◆ **Entries supplied**
★ ★ ★ ★
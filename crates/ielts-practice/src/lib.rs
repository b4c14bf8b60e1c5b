//! Scoring and grading core for IELTS practice sessions.

pub mod config;
pub mod error;
pub mod practice;
pub mod telemetry;
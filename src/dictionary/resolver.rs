//! Dictionary resolver that puts the local cache in front of the remote table.

use std::sync::Arc;
use tracing::{debug, info, warn};

use crate::cache::{CacheResult, LocalCache};

use super::client::DictionaryRemote;
use super::error::{DictionaryError, RemoteError};
use super::key::TranslationKey;
use super::types::TranslationEntry;

/// Resolves translation keys to display text.
///
/// Reads never fail: a remote error degrades to the empty string (meaning
/// "untranslated") and is not cached, so the next lookup retries. Writes go
/// to the remote first and only then refresh the local cache.
pub struct DictionaryResolver<R: DictionaryRemote> {
  remote: Arc<R>,
  cache: LocalCache,
}

impl<R: DictionaryRemote> DictionaryResolver<R> {
  pub fn new(remote: R, cache: LocalCache) -> Self {
    Self {
      remote: Arc::new(remote),
      cache,
    }
  }

  /// Resolve a key to its text, or `""` when no translation exists.
  pub async fn resolve(&self, key_text: &str, lang: &str, domain: Option<&str>) -> String {
    let key = TranslationKey::new(key_text, lang);
    let key = match domain {
      Some(domain) => key.in_domain(domain),
      None => key,
    };
    self.resolve_key(&key).await.data
  }

  /// Resolve a key, reporting whether the text came from cache or remote.
  pub async fn resolve_key(&self, key: &TranslationKey) -> CacheResult<String> {
    let cache_key = key.cache_key();

    let result = self
      .cache
      .fetch_through(&cache_key, || async {
        let texts = self.remote.lookup(key).await?;
        Ok::<_, RemoteError>(single_text(key, texts))
      })
      .await;

    match result {
      Ok(result) => result,
      Err(e) => {
        warn!(%key, error = %e, "dictionary lookup failed, serving untranslated");
        CacheResult::degraded(String::new())
      }
    }
  }

  /// Write a translation remotely, then refresh the local cache.
  ///
  /// The cache is only touched after the remote write succeeded. Keys are
  /// taken from the stored row, which carries its real domain even when the
  /// caller left it out, plus the domain-less key.
  pub async fn upsert(&self, entry: TranslationEntry) -> Result<TranslationEntry, DictionaryError> {
    let key = entry.key();

    let stored = self
      .remote
      .upsert(&entry)
      .await
      .map_err(|source| DictionaryError::Upsert {
        key: key.to_string(),
        source,
      })?;

    for k in refresh_keys(&key, &stored.key()) {
      self
        .cache
        .set(&k.cache_key(), &stored.text)
        .await
        .map_err(|e| DictionaryError::CacheWrite {
          key: k.to_string(),
          reason: e.to_string(),
        })?;
    }

    info!(%key, "dictionary entry updated");
    Ok(stored)
  }
}

impl<R: DictionaryRemote> Clone for DictionaryResolver<R> {
  fn clone(&self) -> Self {
    Self {
      remote: Arc::clone(&self.remote),
      cache: self.cache.clone(),
    }
  }
}

/// Cache keys that can hold the text of a `(key_text, lang)` row.
fn refresh_keys(requested: &TranslationKey, stored: &TranslationKey) -> Vec<TranslationKey> {
  let mut keys = vec![stored.clone(), stored.without_domain()];
  if !keys.contains(requested) {
    keys.push(requested.clone());
  }
  keys.dedup();
  keys
}

/// Exactly one match is a translation; none or several mean "untranslated".
fn single_text(key: &TranslationKey, mut texts: Vec<String>) -> String {
  match texts.len() {
    1 => texts.swap_remove(0),
    0 => {
      debug!(%key, "no dictionary record");
      String::new()
    }
    n => {
      debug!(%key, matches = n, "ambiguous dictionary key");
      String::new()
    }
  }
}
//! Cache storage backends: SQLite on disk and an in-memory map.

use chrono::{DateTime, Utc};
use color_eyre::{eyre::eyre, Result};
use rusqlite::{params, Connection, OptionalExtension};
use sha2::{Digest, Sha256};
use std::collections::HashMap;
use std::path::{Path, PathBuf};
use std::sync::Mutex;

use super::traits::{CachedResponse, KvStorage, ResponseSnapshot, ResponseStorage};

/// Storage implementation that keeps everything in process memory.
/// Used when persistence is disabled and as the fake backend in tests.
#[derive(Default)]
pub struct MemoryStorage {
  records: Mutex<HashMap<(String, String), String>>,
  responses: Mutex<HashMap<(String, String), CachedResponse>>,
}

impl MemoryStorage {
  pub fn new() -> Self {
    Self::default()
  }

  /// Number of records held in one store.
  #[cfg(test)]
  pub fn record_count(&self, store: &str) -> usize {
    self
      .records
      .lock()
      .map(|records| records.keys().filter(|(s, _)| s == store).count())
      .unwrap_or(0)
  }

  /// Number of responses held in one cache.
  #[cfg(test)]
  pub fn response_count(&self, cache: &str) -> usize {
    self
      .responses
      .lock()
      .map(|responses| responses.keys().filter(|(c, _)| c == cache).count())
      .unwrap_or(0)
  }
}

impl KvStorage for MemoryStorage {
  fn get(&self, store: &str, key: &str) -> Result<Option<String>> {
    let records = self
      .records
      .lock()
      .map_err(|e| eyre!("Lock poisoned: {}", e))?;
    Ok(records.get(&(store.to_string(), key.to_string())).cloned())
  }

  fn set(&self, store: &str, key: &str, value: &str) -> Result<()> {
    let mut records = self
      .records
      .lock()
      .map_err(|e| eyre!("Lock poisoned: {}", e))?;
    records.insert((store.to_string(), key.to_string()), value.to_string());
    Ok(())
  }
}

impl ResponseStorage for MemoryStorage {
  fn match_response(
    &self,
    cache: &str,
    method: &str,
    url: &str,
  ) -> Result<Option<CachedResponse>> {
    let responses = self
      .responses
      .lock()
      .map_err(|e| eyre!("Lock poisoned: {}", e))?;
    Ok(
      responses
        .get(&(cache.to_string(), request_hash(method, url)))
        .cloned(),
    )
  }

  fn put_response(
    &self,
    cache: &str,
    method: &str,
    url: &str,
    response: &ResponseSnapshot,
  ) -> Result<()> {
    let mut responses = self
      .responses
      .lock()
      .map_err(|e| eyre!("Lock poisoned: {}", e))?;
    responses.insert(
      (cache.to_string(), request_hash(method, url)),
      CachedResponse {
        response: response.clone(),
        cached_at: Utc::now(),
      },
    );
    Ok(())
  }

  fn cache_names(&self) -> Result<Vec<String>> {
    let responses = self
      .responses
      .lock()
      .map_err(|e| eyre!("Lock poisoned: {}", e))?;
    let mut names: Vec<String> = responses.keys().map(|(c, _)| c.clone()).collect();
    names.sort();
    names.dedup();
    Ok(names)
  }

  fn delete_cache(&self, cache: &str) -> Result<usize> {
    let mut responses = self
      .responses
      .lock()
      .map_err(|e| eyre!("Lock poisoned: {}", e))?;
    let before = responses.len();
    responses.retain(|(c, _), _| c != cache);
    Ok(before - responses.len())
  }
}

/// SQLite-based cache storage implementation.
pub struct SqliteStorage {
  conn: Mutex<Connection>,
}

impl SqliteStorage {
  /// Create a new SQLite storage at the default location.
  pub fn open_default() -> Result<Self> {
    Self::open(&Self::default_path()?)
  }

  /// Create a new SQLite storage at the given path.
  pub fn open(path: &Path) -> Result<Self> {
    // Ensure parent directory exists
    if let Some(parent) = path.parent() {
      std::fs::create_dir_all(parent)
        .map_err(|e| eyre!("Failed to create cache directory: {}", e))?;
    }

    let conn = Connection::open(path)
      .map_err(|e| eyre!("Failed to open cache database at {}: {}", path.display(), e))?;

    let storage = Self {
      conn: Mutex::new(conn),
    };
    storage.run_migrations()?;

    Ok(storage)
  }

  /// Get the default database path.
  pub fn default_path() -> Result<PathBuf> {
    let data_dir = dirs::data_dir()
      .or_else(|| dirs::home_dir().map(|p| p.join(".local/share")))
      .ok_or_else(|| eyre!("Could not determine data directory"))?;

    Ok(data_dir.join("rxview").join("cache.db"))
  }

  /// Run database migrations for cache tables.
  fn run_migrations(&self) -> Result<()> {
    let conn = self
      .conn
      .lock()
      .map_err(|e| eyre!("Lock poisoned: {}", e))?;

    conn
      .execute_batch(CACHE_SCHEMA)
      .map_err(|e| eyre!("Failed to run cache migrations: {}", e))?;

    Ok(())
  }
}

/// Schema for cache tables.
const CACHE_SCHEMA: &str = r#"
-- String records, namespaced by store name
CREATE TABLE IF NOT EXISTS kv_cache (
    store TEXT NOT NULL,
    key TEXT NOT NULL,
    value TEXT NOT NULL,
    cached_at TEXT NOT NULL DEFAULT (datetime('now')),
    PRIMARY KEY (store, key)
);

-- Response snapshots, namespaced by cache generation name
CREATE TABLE IF NOT EXISTS response_cache (
    cache_name TEXT NOT NULL,
    request_hash TEXT NOT NULL,
    method TEXT NOT NULL,
    url TEXT NOT NULL,
    status INTEGER NOT NULL,
    headers TEXT NOT NULL,
    body BLOB NOT NULL,
    cached_at TEXT NOT NULL DEFAULT (datetime('now')),
    PRIMARY KEY (cache_name, request_hash)
);
"#;

impl KvStorage for SqliteStorage {
  fn get(&self, store: &str, key: &str) -> Result<Option<String>> {
    let conn = self
      .conn
      .lock()
      .map_err(|e| eyre!("Lock poisoned: {}", e))?;

    conn
      .query_row(
        "SELECT value FROM kv_cache WHERE store = ? AND key = ?",
        params![store, key],
        |row| row.get(0),
      )
      .optional()
      .map_err(|e| eyre!("Failed to read cache record {}: {}", key, e))
  }

  fn set(&self, store: &str, key: &str, value: &str) -> Result<()> {
    let conn = self
      .conn
      .lock()
      .map_err(|e| eyre!("Lock poisoned: {}", e))?;

    conn
      .execute(
        "INSERT OR REPLACE INTO kv_cache (store, key, value, cached_at)
         VALUES (?, ?, ?, datetime('now'))",
        params![store, key, value],
      )
      .map_err(|e| eyre!("Failed to store cache record {}: {}", key, e))?;

    Ok(())
  }
}

impl ResponseStorage for SqliteStorage {
  fn match_response(
    &self,
    cache: &str,
    method: &str,
    url: &str,
  ) -> Result<Option<CachedResponse>> {
    let conn = self
      .conn
      .lock()
      .map_err(|e| eyre!("Lock poisoned: {}", e))?;

    let row: Option<(u16, String, Vec<u8>, String)> = conn
      .query_row(
        "SELECT status, headers, body, cached_at FROM response_cache
         WHERE cache_name = ? AND request_hash = ?",
        params![cache, request_hash(method, url)],
        |row| Ok((row.get(0)?, row.get(1)?, row.get(2)?, row.get(3)?)),
      )
      .optional()
      .map_err(|e| eyre!("Failed to read cached response for {}: {}", url, e))?;

    match row {
      Some((status, headers, body, cached_at_str)) => {
        let headers: Vec<(String, String)> = serde_json::from_str(&headers)
          .map_err(|e| eyre!("Failed to deserialize cached headers: {}", e))?;
        Ok(Some(CachedResponse {
          response: ResponseSnapshot {
            status,
            headers,
            body,
          },
          cached_at: parse_datetime(&cached_at_str)?,
        }))
      }
      None => Ok(None),
    }
  }

  fn put_response(
    &self,
    cache: &str,
    method: &str,
    url: &str,
    response: &ResponseSnapshot,
  ) -> Result<()> {
    let conn = self
      .conn
      .lock()
      .map_err(|e| eyre!("Lock poisoned: {}", e))?;
    let headers = serde_json::to_string(&response.headers)
      .map_err(|e| eyre!("Failed to serialize headers: {}", e))?;

    conn
      .execute(
        "INSERT OR REPLACE INTO response_cache
           (cache_name, request_hash, method, url, status, headers, body, cached_at)
         VALUES (?, ?, ?, ?, ?, ?, ?, datetime('now'))",
        params![
          cache,
          request_hash(method, url),
          method,
          url,
          response.status,
          headers,
          response.body
        ],
      )
      .map_err(|e| eyre!("Failed to store response for {}: {}", url, e))?;

    Ok(())
  }

  fn cache_names(&self) -> Result<Vec<String>> {
    let conn = self
      .conn
      .lock()
      .map_err(|e| eyre!("Lock poisoned: {}", e))?;

    let mut stmt = conn
      .prepare("SELECT DISTINCT cache_name FROM response_cache ORDER BY cache_name")
      .map_err(|e| eyre!("Failed to prepare query: {}", e))?;

    let names = stmt
      .query_map([], |row| row.get(0))
      .map_err(|e| eyre!("Failed to list response caches: {}", e))?
      .collect::<rusqlite::Result<Vec<String>>>()
      .map_err(|e| eyre!("Failed to read response cache name: {}", e))?;

    Ok(names)
  }

  fn delete_cache(&self, cache: &str) -> Result<usize> {
    let conn = self
      .conn
      .lock()
      .map_err(|e| eyre!("Lock poisoned: {}", e))?;

    conn
      .execute(
        "DELETE FROM response_cache WHERE cache_name = ?",
        params![cache],
      )
      .map_err(|e| eyre!("Failed to delete response cache {}: {}", cache, e))
  }
}

/// Stable, fixed-length identity for a request.
fn request_hash(method: &str, url: &str) -> String {
  let mut hasher = Sha256::new();
  hasher.update(method.to_ascii_uppercase().as_bytes());
  hasher.update(b" ");
  hasher.update(url.as_bytes());
  hex::encode(hasher.finalize())
}

/// Parse a datetime string from SQLite format.
fn parse_datetime(s: &str) -> Result<DateTime<Utc>> {
  // SQLite stores as "YYYY-MM-DD HH:MM:SS"
  chrono::NaiveDateTime::parse_from_str(s, "%Y-%m-%d %H:%M:%S")
    .map(|dt| dt.and_utc())
    .map_err(|e| eyre!("Failed to parse datetime '{}': {}", s, e))
}

#[cfg(test)]
mod tests {
  use super::*;

  fn temp_storage() -> (tempfile::TempDir, SqliteStorage) {
    let dir = tempfile::tempdir().unwrap();
    let storage = SqliteStorage::open(&dir.path().join("nested").join("cache.db")).unwrap();
    (dir, storage)
  }

  #[test]
  fn sqlite_distinguishes_absent_from_empty() {
    let (_dir, storage) = temp_storage();
    assert_eq!(storage.get("rx-view-db", "dict:a:en").unwrap(), None);

    storage.set("rx-view-db", "dict:a:en", "").unwrap();
    assert_eq!(
      storage.get("rx-view-db", "dict:a:en").unwrap(),
      Some(String::new())
    );
  }

  #[test]
  fn sqlite_stores_are_isolated() {
    let (_dir, storage) = temp_storage();
    storage.set("rx-view-db", "lang", "ja").unwrap();
    storage.set("rx-view-items", "lang", "ko-KR").unwrap();

    assert_eq!(
      storage.get("rx-view-db", "lang").unwrap().as_deref(),
      Some("ja")
    );
    assert_eq!(
      storage.get("rx-view-items", "lang").unwrap().as_deref(),
      Some("ko-KR")
    );
  }

  #[test]
  fn sqlite_set_overwrites() {
    let (_dir, storage) = temp_storage();
    storage.set("s", "k", "old").unwrap();
    storage.set("s", "k", "new").unwrap();
    assert_eq!(storage.get("s", "k").unwrap().as_deref(), Some("new"));
  }

  #[test]
  fn sqlite_records_survive_reopen() {
    let dir = tempfile::tempdir().unwrap();
    let path = dir.path().join("cache.db");
    {
      let storage = SqliteStorage::open(&path).unwrap();
      storage.set("rx-view-db", "dict:胃薬:ja", "胃薬").unwrap();
    }
    let reopened = SqliteStorage::open(&path).unwrap();
    assert_eq!(
      reopened.get("rx-view-db", "dict:胃薬:ja").unwrap().as_deref(),
      Some("胃薬")
    );
  }

  #[test]
  fn sqlite_response_round_trip_keyed_by_method_and_url() {
    let (_dir, storage) = temp_storage();
    let snapshot = ResponseSnapshot {
      status: 200,
      headers: vec![("content-type".into(), "text/html".into())],
      body: b"<html></html>".to_vec(),
    };
    storage
      .put_response("rx-view-v1", "GET", "https://rx.example/index.html", &snapshot)
      .unwrap();

    let hit = storage
      .match_response("rx-view-v1", "GET", "https://rx.example/index.html")
      .unwrap()
      .unwrap();
    assert_eq!(hit.response, snapshot);

    assert!(storage
      .match_response("rx-view-v1", "HEAD", "https://rx.example/index.html")
      .unwrap()
      .is_none());
    assert!(storage
      .match_response("rx-view-v2", "GET", "https://rx.example/index.html")
      .unwrap()
      .is_none());
  }

  #[test]
  fn sqlite_lists_and_deletes_generations() {
    let (_dir, storage) = temp_storage();
    let snapshot = ResponseSnapshot::text(200, "ok");
    storage
      .put_response("rx-view-v1", "GET", "https://rx.example/a", &snapshot)
      .unwrap();
    storage
      .put_response("rx-view-v1", "GET", "https://rx.example/b", &snapshot)
      .unwrap();
    storage
      .put_response("rx-view-v2", "GET", "https://rx.example/a", &snapshot)
      .unwrap();

    assert_eq!(
      storage.cache_names().unwrap(),
      vec!["rx-view-v1".to_string(), "rx-view-v2".to_string()]
    );
    assert_eq!(storage.delete_cache("rx-view-v1").unwrap(), 2);
    assert_eq!(storage.cache_names().unwrap(), vec!["rx-view-v2".to_string()]);
  }

  #[test]
  fn memory_storage_matches_sqlite_semantics() {
    let storage = MemoryStorage::new();
    assert_eq!(storage.get("s", "k").unwrap(), None);
    storage.set("s", "k", "").unwrap();
    assert_eq!(storage.get("s", "k").unwrap(), Some(String::new()));
    assert_eq!(storage.get("other", "k").unwrap(), None);
    assert_eq!(storage.record_count("s"), 1);

    let snapshot = ResponseSnapshot::text(200, "ok");
    storage
      .put_response("c1", "get", "https://rx.example/", &snapshot)
      .unwrap();
    assert!(storage
      .match_response("c1", "GET", "https://rx.example/")
      .unwrap()
      .is_some());
    assert_eq!(storage.delete_cache("c1").unwrap(), 1);
    assert_eq!(storage.response_count("c1"), 0);
  }

  #[test]
  fn request_hash_is_stable_and_method_sensitive() {
    let a = request_hash("GET", "https://rx.example/");
    assert_eq!(a, request_hash("get", "https://rx.example/"));
    assert_ne!(a, request_hash("POST", "https://rx.example/"));
    assert_eq!(a.len(), 64);
  }
}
★ ★ ★ ★
◆ **Task statement**
Starting at the top of the listing above, repeat every line exactly until the line that contains "impl<R: DictionaryRemote> DictionaryResolver<R>" has been repeated too.

◆ **Written answer**
filename crates/ielts-practice/src/lib.rs
repository b4c14bf8b60e1c5b
//! Scoring and grading core for IELTS practice sessions.

pub mod config;
pub mod error;
pub mod practice;
pub mod telemetry;
filename src/dictionary/resolver.rs
//! Dictionary resolver that puts the local cache in front of the remote table.

use std::sync::Arc;
use tracing::{debug, info, warn};

use crate::cache::{CacheResult, LocalCache};

use super::client::DictionaryRemote;
use super::error::{DictionaryError, RemoteError};
use super::key::TranslationKey;
use super::types::TranslationEntry;

/// Resolves translation keys to display text.
///
/// Reads never fail: a remote error degrades to the empty string (meaning
/// "untranslated") and is not cached, so the next lookup retries. Writes go
/// to the remote first and only then refresh the local cache.
pub struct DictionaryResolver<R: DictionaryRemote> {
  remote: Arc<R>,
  cache: LocalCache,
}

impl<R: DictionaryRemote> DictionaryResolver<R> {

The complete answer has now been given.